**Your instructions:** Using the records below, find how many lines hold the word "height" and reply with only that number.

┄┄┄┄┄┄┄┄┄┄┄┄┄┄┄┄┄┄┄┄

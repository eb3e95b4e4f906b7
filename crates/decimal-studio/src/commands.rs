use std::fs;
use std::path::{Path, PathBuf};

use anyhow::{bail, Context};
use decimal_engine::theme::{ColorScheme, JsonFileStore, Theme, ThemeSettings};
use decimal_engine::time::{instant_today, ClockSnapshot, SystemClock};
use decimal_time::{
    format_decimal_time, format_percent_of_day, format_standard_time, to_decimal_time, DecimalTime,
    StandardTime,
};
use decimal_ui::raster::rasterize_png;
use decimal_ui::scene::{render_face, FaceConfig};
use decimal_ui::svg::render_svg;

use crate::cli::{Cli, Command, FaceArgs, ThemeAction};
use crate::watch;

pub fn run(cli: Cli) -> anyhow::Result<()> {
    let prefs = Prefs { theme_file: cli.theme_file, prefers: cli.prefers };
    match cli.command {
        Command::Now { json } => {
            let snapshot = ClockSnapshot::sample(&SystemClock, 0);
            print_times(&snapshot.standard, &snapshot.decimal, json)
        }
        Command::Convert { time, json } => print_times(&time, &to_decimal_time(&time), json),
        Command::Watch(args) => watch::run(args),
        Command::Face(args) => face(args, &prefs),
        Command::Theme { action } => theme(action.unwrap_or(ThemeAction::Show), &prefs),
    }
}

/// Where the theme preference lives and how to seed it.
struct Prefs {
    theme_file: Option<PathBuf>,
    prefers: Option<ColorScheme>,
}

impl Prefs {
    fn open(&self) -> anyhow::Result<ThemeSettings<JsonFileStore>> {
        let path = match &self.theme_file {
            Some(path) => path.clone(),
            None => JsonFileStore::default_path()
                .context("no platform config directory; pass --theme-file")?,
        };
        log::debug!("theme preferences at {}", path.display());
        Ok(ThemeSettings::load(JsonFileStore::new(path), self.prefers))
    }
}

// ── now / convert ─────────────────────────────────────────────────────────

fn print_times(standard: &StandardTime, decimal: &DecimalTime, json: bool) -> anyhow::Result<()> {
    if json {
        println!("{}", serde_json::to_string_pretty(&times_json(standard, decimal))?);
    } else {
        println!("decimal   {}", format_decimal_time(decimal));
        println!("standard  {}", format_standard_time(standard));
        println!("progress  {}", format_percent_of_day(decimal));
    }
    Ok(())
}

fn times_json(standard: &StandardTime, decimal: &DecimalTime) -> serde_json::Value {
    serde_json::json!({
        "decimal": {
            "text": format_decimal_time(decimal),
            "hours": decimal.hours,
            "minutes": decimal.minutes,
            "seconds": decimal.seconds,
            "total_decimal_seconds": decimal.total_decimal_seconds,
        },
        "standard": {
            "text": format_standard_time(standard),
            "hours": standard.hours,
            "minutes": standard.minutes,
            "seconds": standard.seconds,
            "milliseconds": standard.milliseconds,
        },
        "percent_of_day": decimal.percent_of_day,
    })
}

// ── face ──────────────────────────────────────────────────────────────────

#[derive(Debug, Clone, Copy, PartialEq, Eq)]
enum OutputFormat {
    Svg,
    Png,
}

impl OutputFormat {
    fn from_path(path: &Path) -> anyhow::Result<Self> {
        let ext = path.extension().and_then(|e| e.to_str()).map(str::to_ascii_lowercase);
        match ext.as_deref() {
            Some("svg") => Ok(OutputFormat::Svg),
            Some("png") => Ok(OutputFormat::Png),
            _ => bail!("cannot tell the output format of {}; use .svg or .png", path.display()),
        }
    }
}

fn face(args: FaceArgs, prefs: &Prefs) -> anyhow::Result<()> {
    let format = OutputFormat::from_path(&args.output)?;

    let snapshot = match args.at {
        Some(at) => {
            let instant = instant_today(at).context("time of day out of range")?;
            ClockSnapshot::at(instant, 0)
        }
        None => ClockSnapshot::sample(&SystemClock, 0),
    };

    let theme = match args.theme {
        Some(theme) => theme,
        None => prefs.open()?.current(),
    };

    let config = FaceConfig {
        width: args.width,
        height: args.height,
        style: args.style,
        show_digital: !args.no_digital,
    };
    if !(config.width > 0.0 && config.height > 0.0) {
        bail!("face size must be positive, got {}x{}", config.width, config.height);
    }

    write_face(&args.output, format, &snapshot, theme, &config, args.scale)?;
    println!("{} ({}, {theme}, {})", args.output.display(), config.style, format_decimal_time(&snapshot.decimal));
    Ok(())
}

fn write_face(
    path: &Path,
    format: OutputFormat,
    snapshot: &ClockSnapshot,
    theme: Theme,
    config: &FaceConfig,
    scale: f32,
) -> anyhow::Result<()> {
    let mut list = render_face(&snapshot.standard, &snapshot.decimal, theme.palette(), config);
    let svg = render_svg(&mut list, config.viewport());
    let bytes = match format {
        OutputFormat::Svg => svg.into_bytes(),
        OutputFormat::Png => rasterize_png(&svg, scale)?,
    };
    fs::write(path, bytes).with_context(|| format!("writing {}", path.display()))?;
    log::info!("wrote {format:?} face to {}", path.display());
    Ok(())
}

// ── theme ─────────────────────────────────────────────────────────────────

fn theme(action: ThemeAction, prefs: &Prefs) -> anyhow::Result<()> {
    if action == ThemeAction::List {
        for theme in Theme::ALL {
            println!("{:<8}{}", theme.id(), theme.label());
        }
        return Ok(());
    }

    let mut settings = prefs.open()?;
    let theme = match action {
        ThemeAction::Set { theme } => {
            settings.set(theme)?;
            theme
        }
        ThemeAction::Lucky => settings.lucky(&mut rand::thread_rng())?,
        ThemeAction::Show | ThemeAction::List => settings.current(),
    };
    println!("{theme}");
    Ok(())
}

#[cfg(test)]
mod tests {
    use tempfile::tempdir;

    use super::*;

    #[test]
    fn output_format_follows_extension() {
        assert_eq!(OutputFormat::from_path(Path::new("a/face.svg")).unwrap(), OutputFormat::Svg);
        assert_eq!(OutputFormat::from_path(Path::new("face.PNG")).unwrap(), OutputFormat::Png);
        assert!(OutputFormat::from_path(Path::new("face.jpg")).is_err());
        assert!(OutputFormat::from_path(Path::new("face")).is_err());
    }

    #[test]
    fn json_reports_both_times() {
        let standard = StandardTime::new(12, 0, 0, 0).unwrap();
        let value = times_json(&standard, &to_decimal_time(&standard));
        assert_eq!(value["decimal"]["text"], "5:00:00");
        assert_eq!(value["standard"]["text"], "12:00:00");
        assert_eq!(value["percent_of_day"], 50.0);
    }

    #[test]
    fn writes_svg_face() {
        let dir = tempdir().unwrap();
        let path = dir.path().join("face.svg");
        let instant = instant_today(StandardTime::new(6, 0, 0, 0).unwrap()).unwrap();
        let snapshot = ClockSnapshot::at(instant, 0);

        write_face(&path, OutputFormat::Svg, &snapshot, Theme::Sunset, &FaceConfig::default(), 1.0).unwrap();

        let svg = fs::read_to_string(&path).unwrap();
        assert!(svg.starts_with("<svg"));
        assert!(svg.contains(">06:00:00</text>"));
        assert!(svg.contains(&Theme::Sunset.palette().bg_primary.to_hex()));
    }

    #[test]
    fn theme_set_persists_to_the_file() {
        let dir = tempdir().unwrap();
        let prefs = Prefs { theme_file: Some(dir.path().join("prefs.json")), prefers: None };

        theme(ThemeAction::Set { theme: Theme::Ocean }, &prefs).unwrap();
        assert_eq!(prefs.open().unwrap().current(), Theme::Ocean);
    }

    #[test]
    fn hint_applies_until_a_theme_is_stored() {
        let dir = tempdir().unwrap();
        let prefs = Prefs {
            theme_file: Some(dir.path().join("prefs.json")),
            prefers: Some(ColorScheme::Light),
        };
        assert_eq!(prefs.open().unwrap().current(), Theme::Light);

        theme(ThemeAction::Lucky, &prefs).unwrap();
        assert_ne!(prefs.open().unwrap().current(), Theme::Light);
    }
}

┄┄┄┄┄┄┄┄┄┄┄┄┄┄┄┄┄┄┄┄

**Written reply:** 3